Les écosystèmes volcaniques actifs du piton de la fournaise

Sur la partie sud-est de l’île intense, le Piton de la Fournaise offre un laboratoire grandeur nature de dynamique volcanique et de colonisation biologique. L’un des volcans les plus actifs au monde, avec en moyenne une à deux éruptions par an, renouvelle régulièrement ses paysages en recouvrant d’anciennes coulées par des laves fraîches. À première vue, ces étendues de basalte noir, de scories et de lapillis semblent hostiles à la vie, comparables à un désert minéral. Pourtant, à l’échelle de quelques années à quelques décennies, un processus progressif de colonisation s’enclenche, transformant peu à peu ces coulées récentes en nouveaux habitats pour la flore et la faune. Observer cette succession écologique, c’est un peu comme remonter le temps et suivre, pas à pas, la naissance d’un écosystème.

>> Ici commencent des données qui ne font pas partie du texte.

//! The [`Ledger`] port the operation layer reads and writes through.

use chrono::{DateTime, Utc};

use crate::error::LedgerResult;
use crate::selector::{Scope, Selector};

/// A record returned by a query.
#[derive(Clone, Debug, PartialEq, Eq)]
pub struct QueryHit {
    pub key: String,
    pub value: Vec<u8>,
}

/// Transactional key-value store with a shared area, named partitions and
/// a secondary-index query facility.
///
/// The ledger treats values as opaque bytes except when evaluating a
/// [`Selector`], which inspects them as JSON. Implementations provide
/// per-key atomicity; callers do one read-then-write per operation and
/// never lock.
pub trait Ledger: Send + Sync {
    /// Read a key from the shared store. `Ok(None)` if absent.
    fn get(&self, key: &str) -> LedgerResult<Option<Vec<u8>>>;

    /// Create or replace a key in the shared store.
    fn put(&self, key: &str, value: &[u8]) -> LedgerResult<()>;

    /// Read a key from a partition. `Ok(None)` if absent.
    fn get_scoped(&self, partition: &str, key: &str) -> LedgerResult<Option<Vec<u8>>>;

    /// Create or replace a key in a partition.
    fn put_scoped(&self, partition: &str, key: &str, value: &[u8]) -> LedgerResult<()>;

    /// All records in `scope` matching `selector`, in key order.
    fn query(&self, scope: &Scope, selector: &Selector) -> LedgerResult<Vec<QueryHit>>;

    /// Timestamp of the current transaction, identical for every call
    /// within it.
    fn tx_timestamp(&self) -> LedgerResult<DateTime<Utc>>;

    /// Read from whichever store `scope` names.
    fn read(&self, scope: &Scope, key: &str) -> LedgerResult<Option<Vec<u8>>> {
        match scope {
            Scope::Shared => self.get(key),
            Scope::Partition(partition) => self.get_scoped(partition, key),
        }
    }

    /// Write to whichever store `scope` names.
    fn write(&self, scope: &Scope, key: &str, value: &[u8]) -> LedgerResult<()> {
        match scope {
            Scope::Shared => self.put(key, value),
            Scope::Partition(partition) => self.put_scoped(partition, key, value),
        }
    }

    fn exists(&self, scope: &Scope, key: &str) -> LedgerResult<bool> {
        Ok(self.read(scope, key)?.is_some())
    }
}
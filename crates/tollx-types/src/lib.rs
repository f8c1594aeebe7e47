//! Entity models for the toll interoperability exchange.
//!
//! This crate defines the records agencies exchange, the closed wire-code
//! sets they use, and the deterministic naming scheme that places each
//! record in the ledger. Nothing here performs I/O.
//!
//! # Entities
//!
//! - [`Agency`] -- network participant (shared store)
//! - [`Tag`] -- transponder credential (shared store)
//! - [`Charge`] -- toll transaction between an away and a home agency
//! - [`Correction`] -- numbered adjustment to a charge
//! - [`Reconciliation`] -- home agency posting result for a charge
//! - [`Acknowledgement`] -- batch submission receipt (shared store)
//! - [`Settlement`] -- periodic bilateral financial summary
//!
//! Charges, corrections and reconciliations live in the bilateral partition
//! of their agency pair; settlements in a separate bilateral partition. See
//! [`keys`] for the exact formats.

#[macro_use]
mod macros;

pub mod acknowledgement;
pub mod agency;
pub mod blank;
pub mod charge;
pub mod codes;
pub mod correction;
pub mod entity;
pub mod error;
pub mod keys;
pub mod reconciliation;
#[cfg(any(test, feature = "test-util"))]
pub mod samples;
pub mod settlement;
pub mod status;
pub mod tag;

pub use acknowledgement::Acknowledgement;
pub use agency::Agency;
pub use charge::Charge;
pub use codes::{
    CorrectionReason, DispositionCode, RecordKind, RecordType, ReturnCode, SubmissionType,
};
pub use correction::Correction;
pub use entity::{DocType, Entity, Record, DOC_TYPE_FIELD};
pub use error::{TypeError, TypeResult};
pub use reconciliation::Reconciliation;
pub use settlement::{Settlement, SettlementTotals};
pub use status::{AgencyRole, AgencyStatus, ChargeStatus, SettlementStatus, TagStatus};
pub use tag::{DiscountPlan, PlateDetail, Tag};

pub use chrono;
pub use rust_decimal::Decimal;
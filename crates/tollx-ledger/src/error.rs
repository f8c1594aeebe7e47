//! Error types for ledger access.

use thiserror::Error;

/// Errors raised by a ledger backend.
#[derive(Debug, Error)]
pub enum LedgerError {
    /// An empty key or partition name was supplied.
    #[error("invalid {what}: must not be empty")]
    EmptyName { what: &'static str },

    /// A stored value or snapshot could not be encoded or decoded.
    #[error("serialization error: {0}")]
    Serialization(String),

    /// The backend is unavailable or refused the operation.
    #[error("ledger unavailable: {0}")]
    Unavailable(String),

    /// I/O error while loading or saving a snapshot.
    #[error("I/O error: {0}")]
    Io(#[from] std::io::Error),
}

/// Result alias for ledger operations.
pub type LedgerResult<T> = Result<T, LedgerError>;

La colonisation végétale des coulées basaltiques récentes de 2007 et 2020

Les grandes éruptions de 2007 et 2020 ont généré des coulées de lave spectaculaires, dévalant parfois jusqu’à l’océan et remodelant en profondeur certains tronçons du Grand Brûlé. Quelques années seulement après leur mise en place, de premières plantes pionnières commencent à coloniser les fissures et dépressions du basalte refroidi. Parmi elles, on retrouve souvent des fougères rudérales, des graminées résistantes à la sécheresse et quelques arbustes indigènes capables de supporter de fortes amplitudes thermiques. Ces espèces agissent comme des “ingénieurs de l’écosystème” en accumulant de la matière organique, en retenant les poussières et en créant des micro-habitats propices à l’installation d’autres plantes moins tolérantes.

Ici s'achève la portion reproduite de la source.